# Required work
Retype word for word the lines of the data below, from the first to the one bearing "this device holds", with that one included.

# Material for this exercise
◆ ◆ ◆ ◆ ◆
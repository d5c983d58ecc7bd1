//! Wire messages for the EVKMS protocol
//!
//! All payloads are UTF-8 JSON. Field names match the deployed gateway's
//! expectations exactly (including the `Vectore_*` spelling in provisioning
//! payloads), so every struct carries explicit serde renames.
//!
//! Commands and alerts arrive with a `type` discriminator; parsing peeks at
//! it explicitly so that an unrecognized kind surfaces as
//! [`EvkmsError::UnknownMessageType`] rather than a generic parse failure.

use serde::{Deserialize, Serialize};
use serde_json::Value;

use crate::error::{EvkmsError, EvkmsResult};
use crate::types::DeviceGuid;

/// Command discriminator: refresh every pairwise key this device holds
pub const CMD_REFRESH_ALL: &str = "REFRESH_ALL_RELATED_PAIRWISE_KEYS";
/// Command discriminator: refresh the key shared with one named peer
pub const CMD_REFRESH_SPECIFIC: &str = "REFRESH_SPECIFIC_PAIRWISE_KEY";
/// Alert discriminator: a peer has been revoked subset-wide
pub const ALERT_REVOCATION: &str = "REVOCATION_ALERT";
/// Alert discriminator: gateway-scheduled refresh of all pairwise keys
pub const ALERT_SCHEDULED_REFRESH: &str = "SCHEDULED_KEY_REFRESH";

/// Authenticated presence announcement broadcast on the subset discovery topic
#[derive(Debug, Clone, Serialize, Deserialize)]
pub struct DiscoveryAnnouncement {
    /// Announcing device
    pub guid: DeviceGuid,
    /// Subset the announcement is scoped to
    pub subset: String,
    /// Fresh nonce binding responses to this broadcast
    pub nonce: String,
    /// `discovery_digest(secret_i, guid, nonce)`
    pub digest: String,
}

/// Targeted acknowledgment completing a pairwise key agreement
#[derive(Debug, Clone, Serialize, Deserialize)]
pub struct KeyResponse {
    /// Responding device (the one that received the discovery)
    pub source_guid: DeviceGuid,
    /// The device whose discovery is being answered
    pub target_guid: DeviceGuid,
    /// The nonce from the original discovery broadcast
    pub original_nonce: String,
    /// `pairwise_digest(key, guid_a ‖ guid_b ‖ nonce)` proving key possession
    pub digest: String,
    /// Unix seconds
    pub timestamp: i64,
}

/// Secret vector material delivered by the gateway on the config address
#[derive(Debug, Clone, Deserialize)]
pub struct ProvisioningPayload {
    /// This device's own secret
    pub secret_i: String,
    /// Previous subset secret vector
    #[serde(rename = "Vectore_p")]
    pub vector_prev: Vec<String>,
    /// Current subset secret vector
    #[serde(rename = "Vectore_c")]
    pub vector_cur: Vec<String>,
    /// Next subset secret vector
    #[serde(rename = "Vectore_n")]
    pub vector_next: Vec<String>,
    /// Security parameter alpha
    pub alpha: u32,
    /// Gateway task correlator, echoed in the provisioning ack
    #[serde(rename = "taskId", default)]
    pub task_id: Option<String>,
}

/// Gateway command delivered on the per-device command address
#[derive(Debug, Clone, PartialEq)]
pub enum DeviceCommand {
    /// Refresh every pairwise key with the given nonce
    RefreshAll {
        refresh_nonce: String,
        issuer: Option<String>,
        task_id: Option<String>,
    },
    /// Refresh the key shared with exactly one peer
    RefreshSpecific {
        refresh_nonce: String,
        issuer: Option<String>,
        task_id: Option<String>,
        target_peer_guid: DeviceGuid,
    },
}

#[derive(Debug, Deserialize)]
#[serde(rename_all = "camelCase")]
struct RawCommandFields {
    refresh_nonce: String,
    #[serde(default)]
    issuer: Option<String>,
    #[serde(default)]
    task_id: Option<String>,
    #[serde(default)]
    target_peer_guid: Option<DeviceGuid>,
}

impl DeviceCommand {
    /// Parse a command payload, classifying its `type` discriminator
    pub fn from_slice(bytes: &[u8]) -> EvkmsResult<Self> {
        let value: Value = serde_json::from_slice(bytes)
            .map_err(|e| EvkmsError::MalformedPayload(e.to_string()))?;
        Self::from_value(value)
    }

    fn from_value(value: Value) -> EvkmsResult<Self> {
        let kind = value
            .get("type")
            .and_then(Value::as_str)
            .ok_or_else(|| EvkmsError::MalformedPayload("missing command type".to_string()))?
            .to_string();
        if kind != CMD_REFRESH_ALL && kind != CMD_REFRESH_SPECIFIC {
            return Err(EvkmsError::UnknownMessageType(kind));
        }

        let fields: RawCommandFields = serde_json::from_value(value)
            .map_err(|e| EvkmsError::MalformedPayload(e.to_string()))?;

        if kind == CMD_REFRESH_ALL {
            Ok(DeviceCommand::RefreshAll {
                refresh_nonce: fields.refresh_nonce,
                issuer: fields.issuer,
                task_id: fields.task_id,
            })
        } else {
            let target_peer_guid = fields.target_peer_guid.ok_or_else(|| {
                EvkmsError::MalformedPayload("specific refresh without targetPeerGuid".to_string())
            })?;
            Ok(DeviceCommand::RefreshSpecific {
                refresh_nonce: fields.refresh_nonce,
                issuer: fields.issuer,
                task_id: fields.task_id,
                target_peer_guid,
            })
        }
    }
}

/// Subset-wide broadcast alert
#[derive(Debug, Clone, PartialEq)]
pub enum SubsetAlert {
    /// A device has been excluded from the network
    Revocation {
        revoked_guid: DeviceGuid,
        issuer: Option<String>,
    },
    /// Scheduled refresh of all pairwise keys
    ScheduledRefresh {
        refresh_nonce: String,
        issuer: Option<String>,
        task_id: Option<String>,
    },
}

impl SubsetAlert {
    /// Parse an alert payload, classifying its `type` discriminator
    pub fn from_slice(bytes: &[u8]) -> EvkmsResult<Self> {
        let value: Value = serde_json::from_slice(bytes)
            .map_err(|e| EvkmsError::MalformedPayload(e.to_string()))?;

        let kind = value
            .get("type")
            .and_then(Value::as_str)
            .ok_or_else(|| EvkmsError::MalformedAlert("missing alert type".to_string()))?;

        match kind {
            ALERT_REVOCATION => {
                let revoked_guid = value
                    .get("revokedGuid")
                    .and_then(Value::as_str)
                    .ok_or_else(|| {
                        EvkmsError::MalformedAlert("revocation without revokedGuid".to_string())
                    })?;
                Ok(SubsetAlert::Revocation {
                    revoked_guid: DeviceGuid::new(revoked_guid),
                    issuer: value
                        .get("issuer")
                        .and_then(Value::as_str)
                        .map(String::from),
                })
            }
            ALERT_SCHEDULED_REFRESH => {
                let refresh_nonce = value
                    .get("refreshNonce")
                    .and_then(Value::as_str)
                    .ok_or_else(|| {
                        EvkmsError::MalformedAlert(
                            "scheduled refresh without refreshNonce".to_string(),
                        )
                    })?;
                Ok(SubsetAlert::ScheduledRefresh {
                    refresh_nonce: refresh_nonce.to_string(),
                    issuer: value
                        .get("issuer")
                        .and_then(Value::as_str)
                        .map(String::from),
                    task_id: value
                        .get("taskId")
                        .and_then(Value::as_str)
                        .map(String::from),
                })
            }
            other => Err(EvkmsError::UnknownMessageType(other.to_string())),
        }
    }
}

/// Status reports published to the gateway's status address
///
/// Discriminated by `status_type`; each carries a timestamp and, where the
/// triggering message had one, the gateway's `taskId` correlator.
#[derive(Debug, Clone, Serialize)]
#[serde(tag = "status_type")]
pub enum StatusReport {
    /// Provisioning payload received and loaded
    #[serde(rename = "provisioned")]
    Provisioned {
        #[serde(rename = "deviceGuid")]
        device_guid: DeviceGuid,
        #[serde(rename = "taskId")]
        task_id: Option<String>,
        timestamp: i64,
    },

    /// A pairwise key reached the Established state (sent once per peer)
    #[serde(rename = "pairwise_key_established")]
    KeyEstablished {
        #[serde(rename = "deviceGuid")]
        device_guid: DeviceGuid,
        #[serde(rename = "peerDeviceGuid")]
        peer_device_guid: DeviceGuid,
        #[serde(rename = "keyContextNonce")]
        key_context_nonce: String,
        /// Fingerprint only; the raw key never leaves the device
        #[serde(rename = "keyHash")]
        key_hash: String,
        timestamp: i64,
    },

    /// A refresh command was processed
    #[serde(rename = "pairwise_key_refresh_processed")]
    RefreshProcessed {
        #[serde(rename = "deviceGuid")]
        device_guid: DeviceGuid,
        #[serde(rename = "taskId")]
        task_id: Option<String>,
        timestamp: i64,
        #[serde(rename = "peerKeysRefreshedCount")]
        peer_keys_refreshed_count: usize,
        #[serde(rename = "refreshedPeerGuid")]
        refreshed_peer_guid: Option<DeviceGuid>,
        #[serde(rename = "wasCentralRefresh")]
        was_central_refresh: bool,
    },

    /// A scheduled subset-wide refresh broadcast was processed
    #[serde(rename = "scheduled_key_refresh_completed")]
    ScheduledRefreshCompleted {
        #[serde(rename = "deviceGuid")]
        device_guid: DeviceGuid,
        #[serde(rename = "taskId")]
        task_id: Option<String>,
        timestamp: i64,
        #[serde(rename = "keysRefreshedCount")]
        keys_refreshed_count: usize,
        issuer: Option<String>,
    },
}

#[cfg(test)]
mod tests {
    use super::*;

    #[test]
    fn test_provisioning_parse_deployed_field_names() {
        let json = r#"{
            "secret_i": "s-self",
            "Vectore_p": ["p1", "p2"],
            "Vectore_c": ["c1", "c2"],
            "Vectore_n": ["n1", "n2"],
            "alpha": 5,
            "taskId": "task-42"
        }"#;
        let payload: ProvisioningPayload = serde_json::from_str(json).unwrap();
        assert_eq!(payload.secret_i, "s-self");
        assert_eq!(payload.vector_cur, vec!["c1", "c2"]);
        assert_eq!(payload.alpha, 5);
        assert_eq!(payload.task_id.as_deref(), Some("task-42"));
    }

    #[test]
    fn test_provisioning_task_id_optional() {
        let json = r#"{
            "secret_i": "s",
            "Vectore_p": [],
            "Vectore_c": [],
            "Vectore_n": [],
            "alpha": 5
        }"#;
        let payload: ProvisioningPayload = serde_json::from_str(json).unwrap();
        assert!(payload.task_id.is_none());
    }

    #[test]
    fn test_provisioning_missing_vector_fails() {
        let json = r#"{"secret_i": "s", "Vectore_p": [], "Vectore_c": [], "alpha": 5}"#;
        assert!(serde_json::from_str::<ProvisioningPayload>(json).is_err());
    }

    #[test]
    fn test_command_refresh_all() {
        let json = br#"{
            "type": "REFRESH_ALL_RELATED_PAIRWISE_KEYS",
            "refreshNonce": "NONCE_r",
            "issuer": "gw-01",
            "taskId": "t1"
        }"#;
        let cmd = DeviceCommand::from_slice(json).unwrap();
        assert_eq!(
            cmd,
            DeviceCommand::RefreshAll {
                refresh_nonce: "NONCE_r".to_string(),
                issuer: Some("gw-01".to_string()),
                task_id: Some("t1".to_string()),
            }
        );
    }

    #[test]
    fn test_command_refresh_specific_requires_target() {
        let json = br#"{
            "type": "REFRESH_SPECIFIC_PAIRWISE_KEY",
            "refreshNonce": "NONCE_r",
            "issuer": "gw-01",
            "taskId": "t2"
        }"#;
        let err = DeviceCommand::from_slice(json).unwrap_err();
        assert!(matches!(err, EvkmsError::MalformedPayload(_)));
    }

    #[test]
    fn test_command_unknown_type() {
        let json = br#"{"type": "ROTATE_EVERYTHING", "refreshNonce": "NONCE_r"}"#;
        let err = DeviceCommand::from_slice(json).unwrap_err();
        assert!(matches!(err, EvkmsError::UnknownMessageType(t) if t == "ROTATE_EVERYTHING"));
    }

    #[test]
    fn test_command_not_json() {
        let err = DeviceCommand::from_slice(b"{nope").unwrap_err();
        assert!(matches!(err, EvkmsError::MalformedPayload(_)));
    }

    #[test]
    fn test_alert_revocation() {
        let json = br#"{"type": "REVOCATION_ALERT", "revokedGuid": "subset1_device@3", "issuer": "gw-01"}"#;
        let alert = SubsetAlert::from_slice(json).unwrap();
        assert_eq!(
            alert,
            SubsetAlert::Revocation {
                revoked_guid: DeviceGuid::new("subset1_device@3"),
                issuer: Some("gw-01".to_string()),
            }
        );
    }

    #[test]
    fn test_alert_revocation_missing_guid() {
        let json = br#"{"type": "REVOCATION_ALERT", "issuer": "gw-01"}"#;
        let err = SubsetAlert::from_slice(json).unwrap_err();
        assert!(matches!(err, EvkmsError::MalformedAlert(_)));
    }

    #[test]
    fn test_alert_scheduled_refresh_missing_nonce() {
        let json = br#"{"type": "SCHEDULED_KEY_REFRESH", "issuer": "gw-01"}"#;
        let err = SubsetAlert::from_slice(json).unwrap_err();
        assert!(matches!(err, EvkmsError::MalformedAlert(_)));
    }

    #[test]
    fn test_alert_unknown_type() {
        let json = br#"{"type": "WEATHER_REPORT"}"#;
        let err = SubsetAlert::from_slice(json).unwrap_err();
        assert!(matches!(err, EvkmsError::UnknownMessageType(_)));
    }

    #[test]
    fn test_status_report_field_names() {
        let report = StatusReport::KeyEstablished {
            device_guid: DeviceGuid::new("subset1_device@1"),
            peer_device_guid: DeviceGuid::new("subset1_device@2"),
            key_context_nonce: "NONCE_x".to_string(),
            key_hash: "ff".repeat(32),
            timestamp: 1_700_000_000,
        };
        let value = serde_json::to_value(&report).unwrap();
        assert_eq!(value["status_type"], "pairwise_key_established");
        assert_eq!(value["deviceGuid"], "subset1_device@1");
        assert_eq!(value["peerDeviceGuid"], "subset1_device@2");
        assert_eq!(value["keyContextNonce"], "NONCE_x");
        assert!(value["keyHash"].is_string());
    }

    #[test]
    fn test_refresh_ack_field_names() {
        let report = StatusReport::RefreshProcessed {
            device_guid: DeviceGuid::new("subset1_device@1"),
            task_id: Some("t9".to_string()),
            timestamp: 1_700_000_000,
            peer_keys_refreshed_count: 3,
            refreshed_peer_guid: None,
            was_central_refresh: true,
        };
        let value = serde_json::to_value(&report).unwrap();
        assert_eq!(value["status_type"], "pairwise_key_refresh_processed");
        assert_eq!(value["peerKeysRefreshedCount"], 3);
        assert_eq!(value["wasCentralRefresh"], true);
        assert_eq!(value["taskId"], "t9");
    }

    #[test]
    fn test_discovery_announcement_roundtrip() {
        let msg = DiscoveryAnnouncement {
            guid: DeviceGuid::new("subset1_device@1"),
            subset: "LR01".to_string(),
            nonce: "NONCE_0011223344556677".to_string(),
            digest: "aa".repeat(32),
        };
        let bytes = serde_json::to_vec(&msg).unwrap();
        let back: DiscoveryAnnouncement = serde_json::from_slice(&bytes).unwrap();
        assert_eq!(back.guid, msg.guid);
        assert_eq!(back.nonce, msg.nonce);
    }
}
◆ ◆ ◆ ◆ ◆
# Solution for this problem
repository d5c983d58ecc7bd1
//! Wire messages for the EVKMS protocol
//!
//! All payloads are UTF-8 JSON. Field names match the deployed gateway's
//! expectations exactly (including the `Vectore_*` spelling in provisioning
//! payloads), so every struct carries explicit serde renames.
//!
//! Commands and alerts arrive with a `type` discriminator; parsing peeks at
//! it explicitly so that an unrecognized kind surfaces as
//! [`EvkmsError::UnknownMessageType`] rather than a generic parse failure.

use serde::{Deserialize, Serialize};
use serde_json::Value;

use crate::error::{EvkmsError, EvkmsResult};
use crate::types::DeviceGuid;

/// Command discriminator: refresh every pairwise key this device holds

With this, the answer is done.